You’ve made it before…You were carried away in a most serious and destructive enthusiasm fourteen years ago….You’ve never forgotten that…In comparison to the horrible consequences of this burst of enthusiasm, your blasé fourteen following years had not seemed half bad. There had been a sense of refuge and sanctuary in these years…A respite….From life and from madness? You've recovered a feeling of life--have you also revived your dangerous madness?

Thursday, June 03, 2010

The Pent Umbrage of the Tempy, Part IV

1. Your patient, a garden-variety neurotic, has had the audacity to unilaterally announce termination of twelve and a half years of therapy. Though you had recently learned of your patient’s job loss, and thus had speculated you would soon be, due to your patient’s lack of funds, diagnosing your patient as cured, at least for the time being, the abruptness and arbitrariness of your patient’s announcement has disturbed you. Your patient speaks of a “desire to end this” and refused even in theory to acknowledge the extreme danger of acting on such a whim. The crucial decision of when to terminate must be treated as the highly technical matter it is.

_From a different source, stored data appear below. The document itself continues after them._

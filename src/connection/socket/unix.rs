use std::{
    io::{self, IoSlice, IoSliceMut},
    mem::MaybeUninit,
    os::{
        fd::OwnedFd,
        unix::{
            io::{AsRawFd, BorrowedFd, RawFd},
            net::UnixStream,
        },
    },
    sync::Arc,
};

use rustix::net::{
    RecvAncillaryBuffer, RecvAncillaryMessage, SendAncillaryBuffer, SendAncillaryMessage, SendFlags,
};

use crate::credentials::Credentials;
use crate::utils::FDS_MAX;

use super::{ReadHalf, RecvResult, WriteHalf};

impl ReadHalf for Arc<UnixStream> {
    fn as_raw_fd(&self) -> RawFd {
        self.as_ref().as_raw_fd()
    }

    fn recvmsg(&mut self, buf: &mut [u8]) -> RecvResult {
        loop {
            match fd_recvmsg(self.as_ref().as_raw_fd(), buf) {
                Err(e) if e.kind() == io::ErrorKind::Interrupted => {}
                v => break v,
            }
        }
    }

    fn can_pass_unix_fd(&self) -> bool {
        true
    }

    fn peer_credentials(&mut self) -> io::Result<Credentials> {
        get_unix_peer_creds(self.as_ref())
    }
}

impl WriteHalf for Arc<UnixStream> {
    fn as_raw_fd(&self) -> RawFd {
        self.as_ref().as_raw_fd()
    }

    fn sendmsg(&mut self, buffer: &[u8], fds: &[BorrowedFd<'_>]) -> io::Result<usize> {
        loop {
            match fd_sendmsg(self.as_ref().as_raw_fd(), buffer, fds) {
                Err(e) if e.kind() == io::ErrorKind::Interrupted => {}
                v => break v,
            }
        }
    }

    fn close(&mut self) -> io::Result<()> {
        self.as_ref().shutdown(std::net::Shutdown::Both)
    }

    fn can_pass_unix_fd(&self) -> bool {
        true
    }

    fn peer_credentials(&mut self) -> io::Result<Credentials> {
        get_unix_peer_creds(self.as_ref())
    }

    #[cfg(any(target_os = "freebsd", target_os = "dragonfly"))]
    fn send_zero_byte(&mut self) -> io::Result<Option<usize>> {
        send_zero_byte(self.as_ref()).map(Some)
    }
}

fn fd_recvmsg(fd: RawFd, buffer: &mut [u8]) -> io::Result<(usize, Vec<OwnedFd>)> {
    let fd = unsafe { BorrowedFd::borrow_raw(fd) };

    let mut iov = [IoSliceMut::new(buffer)];

    let mut space = [MaybeUninit::uninit(); rustix::cmsg_space!(ScmRights(FDS_MAX))];
    let mut cmsg_buffer = RecvAncillaryBuffer::new(&mut space);

    let msg = rustix::net::recvmsg(
        fd,
        &mut iov,
        &mut cmsg_buffer,
        rustix::net::RecvFlags::empty(),
    )?;

    let fds: Vec<_> = cmsg_buffer
        .drain()
        .filter_map(|cmsg| match cmsg {
            RecvAncillaryMessage::ScmRights(fds) => Some(fds),
            _ => None,
        })
        .flatten()
        .collect();

    Ok((msg.bytes, fds))
}

fn fd_sendmsg(fd: RawFd, buffer: &[u8], fds: &[BorrowedFd<'_>]) -> io::Result<usize> {
    let fd = unsafe { BorrowedFd::borrow_raw(fd) };
    let iov = [IoSlice::new(buffer)];

    let mut space = if !fds.is_empty() {
        vec![MaybeUninit::uninit(); rustix::cmsg_space!(ScmRights(fds.len()))]
    } else {
        vec![]
    };

    let mut cmsg_buffer = SendAncillaryBuffer::new(&mut space);
    if !fds.is_empty() {
        cmsg_buffer.push(SendAncillaryMessage::ScmRights(fds));
    }

    match rustix::net::sendmsg(fd, &iov, &mut cmsg_buffer, SendFlags::empty())? {
        // can it really happen?
        0 => Err(io::Error::new(
            io::ErrorKind::WriteZero,
            "failed to write to buffer",
        )),
        n => Ok(n),
    }
}

fn get_unix_peer_creds(fd: &impl AsRawFd) -> io::Result<Credentials> {
    let fd = fd.as_raw_fd();
    // SAFETY: the fd stays open for the duration of the call.
    let fd = unsafe { BorrowedFd::borrow_raw(fd) };
    Credentials::from_socket(fd)
}

// Send 0 byte as a separate SCM_CREDS message.
#[cfg(any(target_os = "freebsd", target_os = "dragonfly"))]
fn send_zero_byte(fd: &impl AsRawFd) -> io::Result<usize> {
    use nix::sys::socket;

    let iov = [std::io::IoSlice::new(b"\0")];
    socket::sendmsg::<()>(
        fd.as_raw_fd(),
        &iov,
        &[socket::ControlMessage::ScmCreds],
        socket::MsgFlags::empty(),
        None,
    )
    .map_err(|e| io::Error::from_raw_os_error(e as i32))
}
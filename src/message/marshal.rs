//! Endian-aware reader/writer for the framed wire format.
//!
//! Only the fixed header layout and the header-field array are marshalled
//! here; message bodies stay opaque bytes described by their signature.

use byteorder::{BigEndian, ByteOrder, LittleEndian};

use crate::{
    names::validate_signature,
    utils::padding_for_n_bytes,
    Error, Result,
};

use super::header::EndianSig;

/// Concrete byte order of one message.
#[derive(Clone, Copy, Debug, PartialEq, Eq)]
pub enum Endian {
    Little,
    Big,
}

impl From<EndianSig> for Endian {
    fn from(sig: EndianSig) -> Self {
        match sig {
            EndianSig::Little => Endian::Little,
            EndianSig::Big => Endian::Big,
        }
    }
}

impl From<Endian> for EndianSig {
    fn from(endian: Endian) -> Self {
        match endian {
            Endian::Little => EndianSig::Little,
            Endian::Big => EndianSig::Big,
        }
    }
}

#[cfg(target_endian = "little")]
pub const NATIVE_ENDIAN: Endian = Endian::Little;
#[cfg(target_endian = "big")]
pub const NATIVE_ENDIAN: Endian = Endian::Big;

/// Alignment of a single complete type, keyed by its leading type code.
pub(crate) fn alignment_of(code: u8) -> usize {
    match code {
        b'y' | b'g' | b'v' => 1,
        b'n' | b'q' => 2,
        b'b' | b'i' | b'u' | b'h' | b's' | b'o' | b'a' => 4,
        b'x' | b't' | b'd' | b'(' | b'{' => 8,
        _ => 1,
    }
}

/// Writer appending marshalled values to a byte vector.
#[derive(Debug)]
pub(crate) struct Writer {
    buf: Vec<u8>,
    endian: Endian,
}

impl Writer {
    pub fn new(endian: Endian) -> Self {
        Self {
            buf: Vec::new(),
            endian,
        }
    }

    pub fn len(&self) -> usize {
        self.buf.len()
    }

    pub fn into_bytes(self) -> Vec<u8> {
        self.buf
    }

    /// Zero-pad up to the next multiple of `align`.
    pub fn align(&mut self, align: usize) {
        let padding = padding_for_n_bytes(self.buf.len(), align);
        self.buf.extend(std::iter::repeat(0).take(padding));
    }

    pub fn write_u8(&mut self, val: u8) {
        self.buf.push(val);
    }

    pub fn write_bytes(&mut self, bytes: &[u8]) {
        self.buf.extend_from_slice(bytes);
    }

    pub fn write_u32(&mut self, val: u32) {
        self.align(4);
        let mut scratch = [0u8; 4];
        match self.endian {
            Endian::Little => LittleEndian::write_u32(&mut scratch, val),
            Endian::Big => BigEndian::write_u32(&mut scratch, val),
        }
        self.buf.extend_from_slice(&scratch);
    }

    /// Patch a `u32` previously written at `offset`.
    pub fn patch_u32(&mut self, offset: usize, val: u32) {
        let slot = &mut self.buf[offset..offset + 4];
        match self.endian {
            Endian::Little => LittleEndian::write_u32(slot, val),
            Endian::Big => BigEndian::write_u32(slot, val),
        }
    }

    /// A string marshalled as `s` or `o`: u32 length, bytes, nul.
    pub fn write_string(&mut self, val: &str) {
        self.write_u32(val.len() as u32);
        self.buf.extend_from_slice(val.as_bytes());
        self.buf.push(0);
    }

    /// A signature marshalled as `g`: u8 length, bytes, nul.
    pub fn write_signature_str(&mut self, val: &str) {
        self.write_u8(val.len() as u8);
        self.buf.extend_from_slice(val.as_bytes());
        self.buf.push(0);
    }
}

/// Reader consuming marshalled values from a byte slice.
#[derive(Debug)]
pub(crate) struct Reader<'a> {
    data: &'a [u8],
    pos: usize,
    endian: Endian,
}

impl<'a> Reader<'a> {
    pub fn new(data: &'a [u8], endian: Endian) -> Self {
        Self {
            data,
            pos: 0,
            endian,
        }
    }

    pub fn pos(&self) -> usize {
        self.pos
    }

    pub fn remaining(&self) -> usize {
        self.data.len() - self.pos
    }

    fn corrupt(what: &str) -> Error {
        Error::CorruptedMessage(what.to_owned())
    }

    fn take(&mut self, n: usize) -> Result<&'a [u8]> {
        if self.remaining() < n {
            return Err(Self::corrupt("truncated data"));
        }
        let slice = &self.data[self.pos..self.pos + n];
        self.pos += n;
        Ok(slice)
    }

    /// Skip padding up to the next multiple of `align`; padding bytes must be
    /// zero.
    pub fn align(&mut self, align: usize) -> Result<()> {
        let padding = padding_for_n_bytes(self.pos, align);
        let bytes = self.take(padding)?;
        if bytes.iter().any(|b| *b != 0) {
            return Err(Self::corrupt("non-zero padding"));
        }
        Ok(())
    }

    pub fn read_u8(&mut self) -> Result<u8> {
        Ok(self.take(1)?[0])
    }

    pub fn read_u16(&mut self) -> Result<u16> {
        self.align(2)?;
        let bytes = self.take(2)?;
        Ok(match self.endian {
            Endian::Little => LittleEndian::read_u16(bytes),
            Endian::Big => BigEndian::read_u16(bytes),
        })
    }

    pub fn read_u32(&mut self) -> Result<u32> {
        self.align(4)?;
        let bytes = self.take(4)?;
        Ok(match self.endian {
            Endian::Little => LittleEndian::read_u32(bytes),
            Endian::Big => BigEndian::read_u32(bytes),
        })
    }

    pub fn read_u64(&mut self) -> Result<u64> {
        self.align(8)?;
        let bytes = self.take(8)?;
        Ok(match self.endian {
            Endian::Little => LittleEndian::read_u64(bytes),
            Endian::Big => BigEndian::read_u64(bytes),
        })
    }

    /// A string marshalled as `s` or `o`.
    pub fn read_string(&mut self) -> Result<&'a str> {
        let len = self.read_u32()? as usize;
        let bytes = self.take(len + 1)?;
        if bytes[len] != 0 {
            return Err(Self::corrupt("string missing nul terminator"));
        }
        let s = std::str::from_utf8(&bytes[..len])
            .map_err(|_| Self::corrupt("string is not valid UTF-8"))?;
        if s.contains('\0') {
            return Err(Self::corrupt("string contains interior nul"));
        }
        Ok(s)
    }

    /// A signature marshalled as `g`; validated.
    pub fn read_signature_str(&mut self) -> Result<&'a str> {
        let len = self.read_u8()? as usize;
        let bytes = self.take(len + 1)?;
        if bytes[len] != 0 {
            return Err(Self::corrupt("signature missing nul terminator"));
        }
        let s = std::str::from_utf8(&bytes[..len])
            .map_err(|_| Self::corrupt("signature is not valid UTF-8"))?;
        validate_signature(s).map_err(|_| Self::corrupt("ill-formed signature"))?;
        Ok(s)
    }

    /// Skip one marshalled value of the given (already validated) signature.
    ///
    /// Used for header fields with unknown codes, whose variant payload must
    /// be stepped over without interpretation.
    pub fn skip_value(&mut self, signature: &str) -> Result<()> {
        let mut sig = signature.as_bytes();
        self.skip_one(&mut sig)?;
        if !sig.is_empty() {
            return Err(Self::corrupt("variant with multiple complete types"));
        }
        Ok(())
    }

    fn skip_one(&mut self, sig: &mut &[u8]) -> Result<()> {
        let (&code, rest) = sig
            .split_first()
            .ok_or_else(|| Self::corrupt("empty signature in variant"))?;
        *sig = rest;

        match code {
            b'y' => {
                self.read_u8()?;
            }
            b'n' | b'q' => {
                self.read_u16()?;
            }
            b'b' => {
                let val = self.read_u32()?;
                if val > 1 {
                    return Err(Self::corrupt("boolean out of range"));
                }
            }
            b'i' | b'u' | b'h' => {
                self.read_u32()?;
            }
            b'x' | b't' | b'd' => {
                self.read_u64()?;
            }
            b's' | b'o' => {
                self.read_string()?;
            }
            b'g' => {
                self.read_signature_str()?;
            }
            b'v' => {
                let inner = self.read_signature_str()?.to_owned();
                self.skip_value(&inner)?;
            }
            b'a' => {
                let len = self.read_u32()? as usize;
                let elem_align = alignment_of(*sig.first().ok_or_else(|| {
                    Self::corrupt("array signature missing element type")
                })?);
                self.align(elem_align)?;
                self.take(len)?;
                // Step over the element type in the signature.
                skip_signature_one(sig).map_err(|_| Self::corrupt("bad array signature"))?;
            }
            b'(' => {
                self.align(8)?;
                while sig.first() != Some(&b')') {
                    self.skip_one(sig)?;
                }
                *sig = &sig[1..];
            }
            b'{' => {
                self.align(8)?;
                self.skip_one(sig)?;
                self.skip_one(sig)?;
                if sig.first() != Some(&b'}') {
                    return Err(Self::corrupt("unterminated dict entry"));
                }
                *sig = &sig[1..];
            }
            _ => return Err(Self::corrupt("unknown type code in variant")),
        }

        Ok(())
    }
}

/// Step over one complete type in a signature without touching wire data.
fn skip_signature_one(sig: &mut &[u8]) -> std::result::Result<(), ()> {
    let (&code, rest) = sig.split_first().ok_or(())?;
    *sig = rest;
    match code {
        b'a' => skip_signature_one(sig),
        b'(' => {
            while sig.first() != Some(&b')') {
                skip_signature_one(sig)?;
            }
            *sig = &sig[1..];
            Ok(())
        }
        b'{' => {
            skip_signature_one(sig)?;
            skip_signature_one(sig)?;
            if sig.first() != Some(&b'}') {
                return Err(());
            }
            *sig = &sig[1..];
            Ok(())
        }
        b')' | b'}' => Err(()),
        _ => Ok(()),
    }
}

#[cfg(test)]
mod tests {
    use super::*;

    #[test]
    fn integer_round_trip_both_endians() {
        for endian in [Endian::Little, Endian::Big] {
            let mut w = Writer::new(endian);
            w.write_u8(0x17);
            w.write_u32(0xdead_beef);
            let bytes = w.into_bytes();
            // One byte, three padding, four value bytes.
            assert_eq!(bytes.len(), 8);

            let mut r = Reader::new(&bytes, endian);
            assert_eq!(r.read_u8().unwrap(), 0x17);
            assert_eq!(r.read_u32().unwrap(), 0xdead_beef);
        }
    }

    #[test]
    fn string_round_trip() {
        let mut w = Writer::new(Endian::Little);
        w.write_string("/org/freedesktop/DBus");
        w.write_signature_str("a{sv}");
        let bytes = w.into_bytes();

        let mut r = Reader::new(&bytes, Endian::Little);
        assert_eq!(r.read_string().unwrap(), "/org/freedesktop/DBus");
        assert_eq!(r.read_signature_str().unwrap(), "a{sv}");
        assert_eq!(r.remaining(), 0);
    }

    #[test]
    fn nonzero_padding_is_corruption() {
        let mut bytes = vec![1u8, 0xff, 0, 0, 4, 0, 0, 0];
        let mut r = Reader::new(&bytes, Endian::Little);
        r.read_u8().unwrap();
        assert!(matches!(
            r.read_u32(),
            Err(Error::CorruptedMessage(_))
        ));

        bytes[1] = 0;
        let mut r = Reader::new(&bytes, Endian::Little);
        r.read_u8().unwrap();
        assert_eq!(r.read_u32().unwrap(), 4);
    }

    #[test]
    fn skip_values_of_various_types() {
        let mut w = Writer::new(Endian::Little);
        // (u)
        w.align(8);
        w.write_u32(7);
        // as: ["hi", "yo"]
        let arr_len_at = {
            w.write_u32(0); // placeholder
            w.len() - 4
        };
        let start = w.len();
        w.write_string("hi");
        w.write_string("yo");
        let arr_len = (w.len() - start) as u32;
        w.patch_u32(arr_len_at, arr_len);
        // trailing marker
        w.write_u8(0x42);
        let bytes = w.into_bytes();

        let mut r = Reader::new(&bytes, Endian::Little);
        r.skip_value("(u)").unwrap();
        r.skip_value("as").unwrap();
        assert_eq!(r.read_u8().unwrap(), 0x42);
        assert_eq!(r.remaining(), 0);
    }

    #[test]
    fn truncation_is_detected() {
        let mut w = Writer::new(Endian::Little);
        w.write_string("hello");
        let bytes = w.into_bytes();

        let mut r = Reader::new(&bytes[..bytes.len() - 2], Endian::Little);
        assert!(r.read_string().is_err());
    }
}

2. When contacted, (as required by due diligence and the high standards of professionalism and ethics of this hallowed field of scientific psychotherapy), your patient’s friend and employer evinced a touching concern for the change which had come over your patient. The friend, though hoping to see further treatment made compulsory, quickly noted couldn’t personally be responsible for paying for it because of the anxiety and guilt this would induce in the patient. Similarly for the employer, who suggested an appeal for funding from an appropriate government agency. This would, however, be outside of your purview, as you have long observed a correlation between motivation in therapy and personal payments. A consensus is developing that something must be done—there is a feeling of both warmth and pleasantly exciting urgency in these communications.

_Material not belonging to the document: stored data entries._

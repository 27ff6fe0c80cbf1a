use std::net::TcpStream;
use std::os::unix::net::UnixStream;

use super::{ReadHalf, Socket, WriteHalf};

/// A pair of socket halves that still travel together.
#[derive(Debug)]
pub struct Split<R, W> {
    pub(super) read: R,
    pub(super) write: W,
}

impl<R: ReadHalf, W: WriteHalf> Split<R, W> {
    pub fn read_mut(&mut self) -> &mut R {
        &mut self.read
    }

    pub fn write_mut(&mut self) -> &mut W {
        &mut self.write
    }

    /// Split `self` into its two halves.
    pub fn take(self) -> (R, W) {
        (self.read, self.write)
    }

    /// Erase the concrete half types.
    pub fn boxed(self) -> BoxedSplit {
        Split {
            read: Box::new(self.read),
            write: Box::new(self.write),
        }
    }
}

/// A [`Split`] with type-erased halves, as carried through the handshake.
pub type BoxedSplit = Split<Box<dyn ReadHalf>, Box<dyn WriteHalf>>;

impl From<UnixStream> for BoxedSplit {
    fn from(stream: UnixStream) -> Self {
        stream.split().boxed()
    }
}

impl From<TcpStream> for BoxedSplit {
    fn from(stream: TcpStream) -> Self {
        stream.split().boxed()
    }
}

impl From<crate::address::Stream> for BoxedSplit {
    fn from(stream: crate::address::Stream) -> Self {
        match stream {
            crate::address::Stream::Unix(s) => s.into(),
            crate::address::Stream::Tcp(s) => s.into(),
        }
    }
}
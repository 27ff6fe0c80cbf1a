//! Cached access to the system user database.
//!
//! Cookie authentication needs to map the client's stated username onto a
//! uid and home directory, and the EXTERNAL mechanism needs the reverse
//! mapping. Lookups go through a process-wide cache guarded by one mutex;
//! the mutex also serializes the underlying non-reentrant `getpw*` calls.

use std::{
    collections::HashMap,
    ffi::{CStr, CString, OsStr},
    os::unix::ffi::OsStrExt,
    path::PathBuf,
    sync::{Mutex, OnceLock},
};

use crate::{Error, Result};

/// One user database entry.
#[derive(Clone, Debug, PartialEq, Eq)]
pub struct UserEntry {
    pub username: String,
    pub uid: u32,
    pub primary_gid: u32,
    pub homedir: PathBuf,
}

/// A cache over the passwd database.
///
/// The process-wide instance is reached through [`user_database`]; tests that
/// need a fresh world construct their own with [`UserDatabase::new`].
#[derive(Debug, Default)]
pub struct UserDatabase {
    by_name: HashMap<String, Option<UserEntry>>,
    by_uid: HashMap<u32, Option<UserEntry>>,
}

impl UserDatabase {
    pub fn new() -> Self {
        Self::default()
    }

    /// Look a user up by name, consulting the cache first.
    ///
    /// Negative results are cached too, so a peer repeatedly claiming a
    /// nonexistent identity does not hammer NSS.
    pub fn user_by_name(&mut self, name: &str) -> Result<UserEntry> {
        if !self.by_name.contains_key(name) {
            let entry = lookup_by_name(name)?;
            if let Some(entry) = &entry {
                self.by_uid.insert(entry.uid, Some(entry.clone()));
            }
            self.by_name.insert(name.to_owned(), entry);
        }

        self.by_name
            .get(name)
            .and_then(|e| e.clone())
            .ok_or_else(|| Error::Handshake(format!("unknown user `{name}`")))
    }

    /// Look a user up by uid, consulting the cache first.
    pub fn user_by_uid(&mut self, uid: u32) -> Result<UserEntry> {
        if !self.by_uid.contains_key(&uid) {
            let entry = lookup_by_uid(uid);
            if let Some(entry) = &entry {
                self.by_name.insert(entry.username.clone(), Some(entry.clone()));
            }
            self.by_uid.insert(uid, entry);
        }

        self.by_uid
            .get(&uid)
            .and_then(|e| e.clone())
            .ok_or_else(|| Error::Handshake(format!("unknown uid {uid}")))
    }

    /// Home directory of the given uid.
    pub fn homedir_of_uid(&mut self, uid: u32) -> Result<PathBuf> {
        self.user_by_uid(uid).map(|e| e.homedir)
    }
}

/// The process-wide user database.
pub fn user_database() -> &'static Mutex<UserDatabase> {
    static DB: OnceLock<Mutex<UserDatabase>> = OnceLock::new();
    DB.get_or_init(|| Mutex::new(UserDatabase::new()))
}

/// Username of the effective uid of this process.
pub fn current_username() -> Result<String> {
    let uid = unsafe { libc::geteuid() } as u32;
    let mut db = user_database().lock()?;
    db.user_by_uid(uid).map(|e| e.username)
}

/// Home directory of the current process's user.
///
/// `$HOME` wins over the passwd entry so tests and sandboxed environments can
/// redirect keyring storage.
pub fn home_dir() -> Option<PathBuf> {
    match std::env::var("HOME") {
        Ok(home) if !home.is_empty() => Some(home.into()),
        _ => {
            let uid = unsafe { libc::geteuid() } as u32;
            let mut db = user_database().lock().ok()?;
            db.homedir_of_uid(uid).ok()
        }
    }
}

fn lookup_by_name(name: &str) -> Result<Option<UserEntry>> {
    let c_name = CString::new(name)
        .map_err(|_| Error::Handshake(format!("username `{name}` contains a nul byte")))?;
    let passwd = unsafe { libc::getpwnam(c_name.as_ptr()) };
    Ok(entry_from_passwd(passwd))
}

fn lookup_by_uid(uid: u32) -> Option<UserEntry> {
    let passwd = unsafe { libc::getpwuid(uid as libc::uid_t) };
    entry_from_passwd(passwd)
}

fn entry_from_passwd(passwd: *mut libc::passwd) -> Option<UserEntry> {
    // getpwnam(3): the result may be NULL (no such user, or an error) and
    // points to static storage otherwise. Callers hold the database mutex, so
    // the static buffer cannot be overwritten while we copy out of it.
    if passwd.is_null() {
        return None;
    }

    // SAFETY: non-NULL return from getpw* is a valid passwd struct.
    let passwd = unsafe { &*passwd };
    if passwd.pw_name.is_null() || passwd.pw_dir.is_null() {
        return None;
    }

    // SAFETY: both pointers are valid nul-terminated strings per getpw*.
    let name = unsafe { CStr::from_ptr(passwd.pw_name) };
    let dir = unsafe { CStr::from_ptr(passwd.pw_dir) };

    Some(UserEntry {
        username: String::from_utf8_lossy(name.to_bytes()).into_owned(),
        uid: passwd.pw_uid as u32,
        primary_gid: passwd.pw_gid as u32,
        homedir: PathBuf::from(OsStr::from_bytes(dir.to_bytes())),
    })
}

#[cfg(test)]
mod tests {
    use super::*;

    #[test]
    fn current_user_resolves_both_ways() {
        let uid = unsafe { libc::geteuid() } as u32;
        let mut db = UserDatabase::new();

        let by_uid = db.user_by_uid(uid).unwrap();
        let by_name = db.user_by_name(&by_uid.username).unwrap();
        assert_eq!(by_uid, by_name);
        assert_eq!(by_uid.uid, uid);
    }

    #[test]
    fn unknown_user_is_an_error_and_cached() {
        let mut db = UserDatabase::new();
        assert!(db.user_by_name("no-such-user-corebus").is_err());
        // Second lookup hits the negative cache.
        assert!(db.user_by_name("no-such-user-corebus").is_err());
    }
}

3. Your office gives some discrete notice about the situation to the proper authorities.
4. In all of the recent interactions, your patient has questioned your authority. Of course you have always encouraged your patients to do so. What remains troubling, however, is when your patients fail to take up an authoritative questioning of authority which it is your solemn duty to impart to them. Questioning of authority must obey the guidelines you learned during your eight years of post-med school residency. Such distress this causes you when their uninformed “critical” thinking leads them to criticize you. Or disobey you. Or disregard your treatment recommendations. The potential hazard this presents to their mental health requires all expedient and drastic measures be taken to prevent any further motion in these aberrant directions. Until the patient can be compelled to learn the proper techniques for thought and questioning, it is preferable they be compelled to desist. This isn’t easy of course. If their ability to learn and think and feel properly was fully functioning, you would not have been seeing them in the first place.